For warehouse automation, the intricate nature in which all operations are tied together highlight the importance of keeping all aspects aligned. When it comes to the incorporation of palletizing and depalletizing systems, experts highlight how these operations serve as the bookends in the automation cycle.

 “Palletizers and depalletizers can act as the bookends to a four walls automation system that allows the distribution center to greatly reduce the labor-intensive tasks associated with replenishment and palletizing,” says Kyle Nevenhoven, principal consultant at Dematic, Atlanta. “Depalletizers, whether they are ergonomic manual stations or fully automatic, are a very efficient way of replenishing a case picking and palletizing solution. Likewise, ergonomic manual and automated palletizers can create very dense, and in some cases store friendly, pallets in a very efficient manner.”

Indeed the challenges of the labor market in terms of warehouse operations has prompted companies to realize the benefits of employing automation.

“Labor challenges play a major role in the adoption of automation systems,” Nevenhoven says. “Depalletizers and palletizers as part of a larger automation system can reduce the labor required for two of the more labor-intensive processes, replenishment and picking, that take place in a beverage distribution center. Depalletizers and palletizers as a part of a four walls automation solution are well equipped to handle extensive SKU proliferation and the changing and expanding packaging types that can make picking labor much less efficient than it was in the past.”

Paul Laman, vice president of sales for beverage at DMW&H, Fairfield, N.J., explains how the nature of beverage storage and shipping makes it well aligned for automated systems like palletizers and depalletizers.

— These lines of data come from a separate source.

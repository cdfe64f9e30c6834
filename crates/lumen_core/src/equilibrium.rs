//! Constrained equilibrium problem at a single light intensity.
//!
//! The equilibrium is the stationary point of the balance equations that maximizes net
//! production `v_P(p) - γ·p`, subject to the biological partition `c + p ≤ 1 - ε` and the
//! variable bounds.

use crate::model::{AllocationModel, StateVector};
use crate::nlp::{NlpProblem, NlpSolver, SolveStatus};
use anyhow::{anyhow, Context, Result};
use nalgebra::DMatrix;
use serde::{Deserialize, Serialize};

#[derive(Debug, Clone, Copy, Serialize, Deserialize, PartialEq)]
pub struct EquilibriumSolution {
    pub state: StateVector,
    /// Net production `v_P(p) - γ·p` at `state`.
    pub objective: f64,
    pub status: SolveStatus,
    pub iterations: usize,
    /// Largest absolute balance residual at `state`.
    pub residual: f64,
}

impl EquilibriumSolution {
    pub fn is_optimal(&self) -> bool {
        self.status.is_optimal()
    }
}

/// [`NlpProblem`] view of the model at one light intensity. Variables are ordered `(c, p, u)`.
pub struct EquilibriumProblem<'a> {
    model: &'a AllocationModel,
}

impl<'a> EquilibriumProblem<'a> {
    pub fn new(model: &'a AllocationModel) -> Self {
        Self { model }
    }

    fn state(x: &[f64]) -> StateVector {
        StateVector::new(x[0], x[1], x[2])
    }
}

impl<'a> NlpProblem for EquilibriumProblem<'a> {
    fn num_variables(&self) -> usize {
        3
    }

    fn num_equalities(&self) -> usize {
        2
    }

    fn num_inequalities(&self) -> usize {
        1
    }

    fn bounds(&self) -> (Vec<f64>, Vec<f64>) {
        let (lower, upper) = StateVector::bounds(self.model.params().epsilon);
        (lower.to_vec(), upper.to_vec())
    }

    fn objective(&self, x: &[f64]) -> f64 {
        -self.model.net_production(x[1])
    }

    fn objective_gradient(&self, x: &[f64], out: &mut [f64]) {
        out[0] = 0.0;
        out[1] = -self.model.net_production_gradient(x[1]);
        out[2] = 0.0;
    }

    fn equalities(&self, x: &[f64], out: &mut [f64]) {
        out.copy_from_slice(&self.model.balance(&Self::state(x)));
    }

    fn equality_jacobian(&self, x: &[f64]) -> DMatrix<f64> {
        let jac = self.model.balance_jacobian(&Self::state(x));
        DMatrix::from_row_slice(2, 3, &[jac.fc, jac.fp].concat())
    }

    fn inequalities(&self, x: &[f64], out: &mut [f64]) {
        out[0] = x[0] + x[1] - (1.0 - self.model.params().epsilon);
    }

    fn inequality_jacobian(&self, _x: &[f64]) -> DMatrix<f64> {
        DMatrix::from_row_slice(1, 3, &[1.0, 1.0, 0.0])
    }

    fn lagrangian_hessian(
        &self,
        x: &[f64],
        objective_factor: f64,
        equality_multipliers: &[f64],
        _inequality_multipliers: &[f64],
    ) -> DMatrix<f64> {
        let [hess_c, hess_p] = self.model.balance_hessians(&Self::state(x));
        let mut hessian = DMatrix::zeros(3, 3);
        hessian[(1, 1)] = -objective_factor * self.model.net_production_curvature(x[1]);
        for i in 0..3 {
            for j in 0..3 {
                hessian[(i, j)] += equality_multipliers[0] * hess_c[(i, j)]
                    + equality_multipliers[1] * hess_p[(i, j)];
            }
        }
        hessian
    }

    /// Centroid of the feasible `(c, p)` triangle with half allocation.
    fn interior_reference(&self) -> Option<Vec<f64>> {
        Some(vec![1.0 / 3.0, 1.0 / 3.0, 0.5])
    }
}

/// Solves for the equilibrium of `model`, starting from `seed`.
///
/// Non-convergence is not an error: the last iterate is returned with a non-optimal status.
/// The returned state is clamped into the variable bounds.
pub fn solve_equilibrium<S: NlpSolver + ?Sized>(
    solver: &S,
    model: &AllocationModel,
    seed: &StateVector,
) -> Result<EquilibriumSolution> {
    let problem = EquilibriumProblem::new(model);
    let solution = solver
        .solve(&problem, &seed.to_array())
        .with_context(|| format!("Equilibrium solve failed at light {}", model.light()))?;

    let state = StateVector::from_slice(&solution.x)
        .ok_or_else(|| {
            anyhow!(
                "Solver returned {} values for a 3-dimensional problem.",
                solution.x.len()
            )
        })?
        .clamped(model.params().epsilon);

    let residual = model
        .balance(&state)
        .iter()
        .fold(0.0_f64, |acc, r| acc.max(r.abs()));

    Ok(EquilibriumSolution {
        state,
        objective: model.net_production(state.p),
        status: solution.status,
        iterations: solution.iterations,
        residual,
    })
}
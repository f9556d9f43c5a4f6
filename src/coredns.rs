// Copyright (c) 2025 Erick Bourgeois, firestoned
// SPDX-License-Identifier: MIT

//! CoreDNS configuration management.
//!
//! Installs the mesh server block into the cluster's CoreDNS setup and
//! removes it again on teardown. The block lands in one of two targets,
//! decided once per call: inline between markers in the `coredns`
//! ConfigMap's Corefile, or, when the cluster uses the `coredns-custom`
//! extension ConfigMap, as a standalone `<domain>.server` entry there,
//! leaving the Corefile itself alone.
//!
//! Writes only happen when the rendered configuration differs from what
//! the cluster already holds, and the CoreDNS deployment is only rolled
//! (via a content-hash annotation on its pod template) when such a write
//! happened. Re-running against an already-configured cluster touches
//! nothing.

use std::collections::BTreeMap;

use k8s_openapi::api::apps::v1::Deployment;
use k8s_openapi::api::core::v1::ConfigMap;
use kube::api::{Patch, PatchParams, PostParams};
use kube::{Api, Client};
use serde_json::json;
use sha2::{Digest, Sha256};
use tracing::{debug, info, warn};

use crate::constants::{
    COREDNS_CUSTOM_NAME, COREDNS_NAME, COREFILE_KEY, MESH_DOMAIN, RESTART_ANNOTATION,
    SYSTEM_NAMESPACE,
};
use crate::corefile;
use crate::discovery;
use crate::errors::DnsError;
use crate::version::{coredns_version, directive_for, Directive};

/// Where the mesh block lands for this cluster, decided once per call.
enum PatchTarget {
    /// Append between markers in the Corefile of the `coredns` ConfigMap
    Inline,
    /// Store under `<domain>.server` in the `coredns-custom` ConfigMap
    Custom(ConfigMap),
}

/// Installs the mesh forwarding block into CoreDNS.
///
/// Fetches the CoreDNS deployment to pick the directive its release
/// understands, resolves the mesh DNS service address, patches the
/// appropriate target ConfigMap, and rolls the deployment iff the stored
/// configuration actually changed.
///
/// # Arguments
///
/// * `client` - Kubernetes client
/// * `mesh_namespace` - namespace of the mesh control plane
/// * `mesh_service` - name of the mesh DNS `Service`
/// * `dns_port` - port the mesh DNS server listens on
///
/// # Errors
///
/// Returns [`DnsError::MissingResource`] when the CoreDNS deployment, the
/// `coredns` ConfigMap, or the mesh DNS service is absent;
/// [`DnsError::UnsupportedVersion`] when the deployment runs a CoreDNS
/// release this controller cannot patch; [`DnsError::Api`] when a cluster
/// call fails.
pub async fn configure(
    client: &Client,
    mesh_namespace: &str,
    mesh_service: &str,
    dns_port: u16,
) -> Result<(), DnsError> {
    info!("Configuring CoreDNS for mesh domain '{}'", MESH_DOMAIN);

    let deployment_api: Api<Deployment> = Api::namespaced(client.clone(), SYSTEM_NAMESPACE);
    let deployment = deployment_api
        .get_opt(COREDNS_NAME)
        .await?
        .ok_or_else(|| DnsError::missing("Deployment", SYSTEM_NAMESPACE, COREDNS_NAME))?;

    let version = coredns_version(&deployment)?;
    let directive = directive_for(&version)?;
    debug!("CoreDNS {} uses the '{}' directive", version, directive);

    let address = discovery::dns_address(client, mesh_namespace, mesh_service, dns_port).await?;

    let cm_api: Api<ConfigMap> = Api::namespaced(client.clone(), SYSTEM_NAMESPACE);
    let corefile_cm = cm_api
        .get_opt(COREDNS_NAME)
        .await?
        .ok_or_else(|| DnsError::missing("ConfigMap", SYSTEM_NAMESPACE, COREDNS_NAME))?;

    let target = match cm_api.get_opt(COREDNS_CUSTOM_NAME).await? {
        Some(custom_cm) => PatchTarget::Custom(custom_cm),
        None => PatchTarget::Inline,
    };

    let applied = match target {
        PatchTarget::Inline => patch_inline(&cm_api, corefile_cm, &address, directive).await?,
        PatchTarget::Custom(custom_cm) => {
            patch_custom(&cm_api, corefile_cm, custom_cm, &address, directive).await?
        }
    };

    match applied {
        Some(content) => restart_deployment(&deployment_api, &content).await,
        None => {
            info!("CoreDNS configuration unchanged, deployment left alone");
            Ok(())
        }
    }
}

/// Removes the mesh forwarding block from CoreDNS.
///
/// Strips the inline block from the Corefile and drops the mesh entry
/// from the custom ConfigMap, leaving every other custom entry untouched.
/// Absent ConfigMaps count as already restored. The restart annotation is
/// left as-is; its presence only records that the cluster was configured
/// at some point.
///
/// # Errors
///
/// Returns [`DnsError::Api`] when a cluster call fails.
pub async fn restore(client: &Client) -> Result<(), DnsError> {
    info!("Restoring CoreDNS configuration");

    let cm_api: Api<ConfigMap> = Api::namespaced(client.clone(), SYSTEM_NAMESPACE);

    match cm_api.get_opt(COREDNS_NAME).await? {
        Some(mut corefile_cm) => {
            let current = corefile_text(&corefile_cm);
            let restored = corefile::restore(&current);

            if restored == current {
                debug!("Corefile carries no mesh block");
            } else {
                set_data_key(&mut corefile_cm, COREFILE_KEY, restored);
                cm_api
                    .replace(COREDNS_NAME, &PostParams::default(), &corefile_cm)
                    .await?;
                info!(
                    "Removed mesh block from ConfigMap {}/{}",
                    SYSTEM_NAMESPACE, COREDNS_NAME
                );
            }
        }
        None => warn!(
            "ConfigMap {}/{} not found, nothing to restore",
            SYSTEM_NAMESPACE, COREDNS_NAME
        ),
    }

    if let Some(mut custom_cm) = cm_api.get_opt(COREDNS_CUSTOM_NAME).await? {
        let entry_key = custom_entry_key();
        let removed = custom_cm
            .data
            .as_mut()
            .and_then(|data| data.remove(&entry_key));

        if removed.is_some() {
            cm_api
                .replace(COREDNS_CUSTOM_NAME, &PostParams::default(), &custom_cm)
                .await?;
            info!(
                "Removed '{}' from ConfigMap {}/{}",
                entry_key, SYSTEM_NAMESPACE, COREDNS_CUSTOM_NAME
            );
        }
    }

    Ok(())
}

/// Patches the Corefile in place.
///
/// The desired text is regenerated from the restored base so a stale
/// block (written for an older CoreDNS release or a previous service
/// address) is refreshed instead of kept. Returns the applied text when
/// a write happened.
async fn patch_inline(
    cm_api: &Api<ConfigMap>,
    mut corefile_cm: ConfigMap,
    address: &str,
    directive: Directive,
) -> Result<Option<String>, DnsError> {
    let current = corefile_text(&corefile_cm);
    let desired = corefile::patch(
        &corefile::restore(&current),
        MESH_DOMAIN,
        address,
        directive,
    );

    if desired == current {
        debug!("Corefile already carries the mesh block");
        return Ok(None);
    }

    set_data_key(&mut corefile_cm, COREFILE_KEY, desired.clone());
    cm_api
        .replace(COREDNS_NAME, &PostParams::default(), &corefile_cm)
        .await?;
    info!(
        "Patched Corefile in ConfigMap {}/{}",
        SYSTEM_NAMESPACE, COREDNS_NAME
    );

    Ok(Some(desired))
}

/// Writes the mesh block to the custom-config ConfigMap.
///
/// The entry is left untouched when its content already matches the
/// rendered block, whether the stored form carries markers or not. A
/// leftover inline patch from an earlier install is stripped from the
/// Corefile as part of the same call. Returns the applied configuration
/// when either ConfigMap was written.
async fn patch_custom(
    cm_api: &Api<ConfigMap>,
    mut corefile_cm: ConfigMap,
    mut custom_cm: ConfigMap,
    address: &str,
    directive: Directive,
) -> Result<Option<String>, DnsError> {
    let entry_key = custom_entry_key();
    let fragment = corefile::mesh_fragment(MESH_DOMAIN, address, directive);

    let entry_current = custom_cm
        .data
        .as_ref()
        .and_then(|data| data.get(&entry_key))
        .is_some_and(|existing| corefile::fragments_match(existing, &fragment));

    if entry_current {
        debug!("Custom entry '{}' already carries the mesh block", entry_key);
    } else {
        set_data_key(&mut custom_cm, &entry_key, fragment.clone());
        cm_api
            .replace(COREDNS_CUSTOM_NAME, &PostParams::default(), &custom_cm)
            .await?;
        info!(
            "Stored mesh block under '{}' in ConfigMap {}/{}",
            entry_key, SYSTEM_NAMESPACE, COREDNS_CUSTOM_NAME
        );
    }

    // A cluster that grew a custom ConfigMap after the mesh was first
    // installed may still carry the inline patch.
    let current = corefile_text(&corefile_cm);
    let restored = corefile::restore(&current);
    let inline_stripped = restored != current;

    if inline_stripped {
        set_data_key(&mut corefile_cm, COREFILE_KEY, restored.clone());
        cm_api
            .replace(COREDNS_NAME, &PostParams::default(), &corefile_cm)
            .await?;
        info!(
            "Removed stale inline mesh block from ConfigMap {}/{}",
            SYSTEM_NAMESPACE, COREDNS_NAME
        );
    }

    if entry_current && !inline_stripped {
        return Ok(None);
    }

    Ok(Some(format!("{restored}{fragment}")))
}

/// Rolls the CoreDNS deployment by stamping its pod template with a hash
/// of the applied configuration.
async fn restart_deployment(
    deployment_api: &Api<Deployment>,
    applied: &str,
) -> Result<(), DnsError> {
    let hash = format!("{:x}", Sha256::digest(applied.as_bytes()));

    let patch = json!({
        "spec": {
            "template": {
                "metadata": {
                    "annotations": {
                        RESTART_ANNOTATION: hash
                    }
                }
            }
        }
    });

    deployment_api
        .patch(COREDNS_NAME, &PatchParams::default(), &Patch::Merge(&patch))
        .await?;

    info!(
        "Triggered rollout of Deployment {}/{}",
        SYSTEM_NAMESPACE, COREDNS_NAME
    );

    Ok(())
}

/// ConfigMap data key the custom variant stores the mesh block under.
fn custom_entry_key() -> String {
    format!("{MESH_DOMAIN}.server")
}

/// Current Corefile text, empty when the field is missing.
fn corefile_text(corefile_cm: &ConfigMap) -> String {
    corefile_cm
        .data
        .as_ref()
        .and_then(|data| data.get(COREFILE_KEY))
        .cloned()
        .unwrap_or_default()
}

/// Sets one data field, creating the data map if the ConfigMap had none.
fn set_data_key(config_map: &mut ConfigMap, key: &str, value: String) {
    config_map
        .data
        .get_or_insert_with(BTreeMap::new)
        .insert(key.to_string(), value);
}
// Copyright (c) 2025 Erick Bourgeois, firestoned
// SPDX-License-Identifier: MIT

#![allow(unexpected_cfgs)]

//! # meshdns - Cluster DNS integration for Traefik Mesh
//!
//! meshdns teaches the cluster DNS provider to resolve the mesh domain:
//! it detects whether the cluster runs CoreDNS or the legacy KubeDNS,
//! patches that provider's configuration so lookups under `traefik.mesh`
//! are forwarded to the mesh's own DNS server, and reverts the patch
//! cleanly when the mesh is torn down.
//!
//! ## Overview
//!
//! This library provides the core functionality for the meshdns
//! controller, including:
//!
//! - DNS provider detection with a version gate on CoreDNS releases
//! - Marker-delimited Corefile patching, safe to repeat and to revert
//! - CoreDNS custom-ConfigMap support (`coredns-custom`)
//! - KubeDNS stub-domain management
//! - Deployment restarts only when stored configuration actually changed
//!
//! ## Modules
//!
//! - [`provider`] - DNS provider detection and configure/restore dispatch
//! - [`corefile`] - pure text transforms for the mesh-owned Corefile block
//! - [`coredns`] - CoreDNS configurator (inline and custom targets)
//! - [`kubedns`] - KubeDNS stub-domains configurator
//! - [`stubdomains`] - codec for the `stubDomains` ConfigMap field
//! - [`version`] - image-tag parsing and the version/directive table
//! - [`discovery`] - mesh DNS service address resolution
//! - [`errors`] - the [`errors::DnsError`] taxonomy
//!
//! ## Example
//!
//! ```rust,no_run
//! use meshdns::provider;
//!
//! # async fn run() -> Result<(), meshdns::errors::DnsError> {
//! let client = kube::Client::try_default().await?;
//!
//! let dns_provider = provider::detect(&client).await?;
//! dns_provider
//!     .configure(&client, "traefik-mesh", "traefik-mesh-dns", 53)
//!     .await?;
//!
//! // ... mesh runs ...
//!
//! dns_provider.restore(&client).await?;
//! # Ok(())
//! # }
//! ```

pub mod constants;
pub mod coredns;
pub mod corefile;
pub mod discovery;
pub mod errors;
pub mod kubedns;
pub mod provider;
pub mod stubdomains;
pub mod version;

“Beverage cases tend to be heavier due to the liquid, can be fragile if in glass bottles, and often have poor packaging; therefore, these factors need to be considered in doing the design,” he says “Yet overall, beverage cases are attractive candidates for automation in palletization, either semi-automated, or fully automated due to their somewhat standard sizes and stackability.”

Laman also highlights how these factors align with turning to palletizers and depalletizers in wake of a shifting labor force.

“Depalletizing and palletizing by hand is heavy and hard work and comes with ergonomic and safety issues,” he says. “Considering the current labor shortages, automation of this less desirable labor component is valuable.”

Mixing into operations

Despite the benefits that palletizing and depalletizing systems can offer, experts note that beverage warehouses have been slower to embrace the technology compared with other industries.

“The beverage distribution industry has adopted depalletizers and palletizers at a slower rate than some other vertical markets, such as grocery distribution,” Dematic’s Nevenhoven says. “Depalletizers have been somewhat uncommon in beverage distribution operations as few automation systems have been implemented for which the picking process is fully automated. Palletizer adoption has been slightly more common, but still slower than some other industries for a variety of factors.”

One of those factors has been the low SKU count compared with other industries. “The exception to this is wine and spirits distribution, however distribution for wine and spirits has generally been via floor loaded trucks,” Nevenhoven says.

But that has been changing in the beverage market.

“SKU proliferation, and the diversity of packaging types, has created an additional level of complexity to palletizing automation in the beverage distribution industry,” Nevenhoven says. “In the past, with a limited SKU range and limited packaging types, layer forming palletizing was possible. 

“In the current environment, where orders tend to be more complex, with a greater quantity of SKUs, and a significant variety of packing types, a more robust palletizing machine is required where pallets can be built one or two cases at a time, with a feed of cases in perfect sequence as determined by advanced pallet planning software,” he continues.

What also could push beverage warehouses into the adoption of palletizing equipment are the steps taken with artificial intelligence (AI) to integrate into these systems.

“With the continual progression of software, AI, dimensioners and scanning technologies, the ability to map out the perfect pallet load for sequential loading is becoming a greater reality,” DMW&H’s Laman says.

Dematic’s Nevenhoven also anticipates AI to deliver benefits to warehouses as the technology matures.

“Artificial intelligence has the potential to provide more resiliency to depalletizing and palletizing solutions than what has been possible with past technologies,” Nevenhoven says. “Automated depalletizing of mixed SKU pallets is now able to be facilitated through the use of advanced vision systems and artificial intelligence, with the ability to create a 3D map of a pallet and pick cases individually from that information. For palletizing, artificial intelligence will add resiliency to the palletizing process by way of more intelligently handling exception scenarios, such as out of sequence cases, dimensional variance, and other exception scenarios that currently create a need for manual intervention.”